* _WHAT IS BEING ASKED_
What is needed is each line of the data below that holds the string "Serialize".

-- Opening Marker --

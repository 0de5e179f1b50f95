use log::{debug, info, warn};
use serde::Serialize;

use crate::config::TrackerConfig;
use crate::error::TrackerResult;
use crate::filters::TagFilterStatus;
use crate::frames::Calibration;
use crate::pose_log::{LogStats, PoseLog};
use crate::publisher::PosePublisher;
use crate::tracker::{CycleStatus, FilterBank, FilterSettings};
use crate::types::{Detection, Extrinsics, Timestamp, VehicleState};

/// Session states
#[derive(Debug, Clone, Copy, PartialEq, Eq, Serialize)]
pub enum SessionMode {
    /// No camera mount known yet; cycles do nothing
    WaitingForExtrinsics,
    /// Calibrated and tracking
    Running,
}

/// Counters reported at the end of a session
#[derive(Debug, Clone, Default, Serialize)]
pub struct SessionSummary {
    pub cycles: u64,
    pub paused_cycles: u64,
    pub tags: Vec<TagFilterStatus>,
    pub log: Option<LogStats>,
}

/// Tracking session: calibration, filter bank and optional state log.
pub struct Session {
    config: TrackerConfig,
    settings: FilterSettings,
    calibration: Option<Calibration>,
    bank: FilterBank,
    log: Option<PoseLog>,
    cycles: u64,
    paused_cycles: u64,
}

impl Session {
    pub fn new(config: TrackerConfig) -> Self {
        Self {
            settings: config.filter_settings(),
            config,
            calibration: None,
            bank: FilterBank::new(),
            log: None,
            cycles: 0,
            paused_cycles: 0,
        }
    }

    /// Session with the state log opened from `config.log.path`, if set.
    pub fn with_config_log(config: TrackerConfig) -> TrackerResult<Self> {
        let log = match &config.log.path {
            Some(path) => Some(PoseLog::create(path, config.log.decimation)?),
            None => None,
        };
        let mut session = Self::new(config);
        session.log = log;
        Ok(session)
    }

    pub fn attach_log(&mut self, log: PoseLog) {
        self.log = Some(log);
    }

    pub fn mode(&self) -> SessionMode {
        if self.calibration.is_some() {
            SessionMode::Running
        } else {
            SessionMode::WaitingForExtrinsics
        }
    }

    pub fn config(&self) -> &TrackerConfig {
        &self.config
    }

    pub fn calibration(&self) -> Option<&Calibration> {
        self.calibration.as_ref()
    }

    pub fn bank(&self) -> &FilterBank {
        &self.bank
    }

    pub fn log_stats(&self) -> Option<LogStats> {
        self.log.as_ref().map(|l| l.stats())
    }

    /// Replace the camera mount. Tag estimates are kept.
    pub fn set_extrinsics(&mut self, extrinsics: &Extrinsics) {
        let calibration = match &self.calibration {
            Some(current) => current.with_extrinsics(extrinsics),
            None => {
                info!(
                    "Extrinsics received: t={:?} rpy={:?}",
                    extrinsics.translation, extrinsics.rotation
                );
                Calibration::new(&self.config.intrinsics, extrinsics)
            }
        };
        self.calibration = Some(calibration);
    }

    /// Detections arriving before the first extrinsics are dropped.
    pub fn push_detection(&mut self, detection: Detection) {
        if self.calibration.is_none() {
            debug!("Tag {} dropped: waiting for extrinsics", detection.id);
            return;
        }
        self.bank.push_detection(detection);
    }

    /// Run one control cycle.
    pub fn cycle<P: PosePublisher + ?Sized>(
        &mut self,
        vehicle: Option<&VehicleState>,
        now: Timestamp,
        publisher: &mut P,
    ) -> CycleStatus {
        self.cycles += 1;

        let Some(calibration) = &self.calibration else {
            self.paused_cycles += 1;
            self.bank.clear_detections();
            return CycleStatus::Paused;
        };

        let status = self
            .bank
            .step(calibration, &self.settings, vehicle, now, publisher);

        if status == CycleStatus::DataAvailable {
            if let Some(log) = self.log.as_mut() {
                log.record(now, &self.bank.snapshot());
            }
        }
        status
    }

    /// End the session, draining the state log.
    pub fn finish(mut self) -> SessionSummary {
        let log = self.log.take().map(|log| log.finish());
        if let Some(stats) = &log {
            if stats.failed {
                warn!("Tag log was disabled during the session");
            }
        }
        SessionSummary {
            cycles: self.cycles,
            paused_cycles: self.paused_cycles,
            tags: self.bank.filters().map(|f| f.status()).collect(),
            log,
        }
    }
}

-- Closing Marker --

* _YOUR SOLUTION_
use serde::Serialize;
#[derive(Debug, Clone, Copy, PartialEq, Eq, Serialize)]
#[derive(Debug, Clone, Default, Serialize)]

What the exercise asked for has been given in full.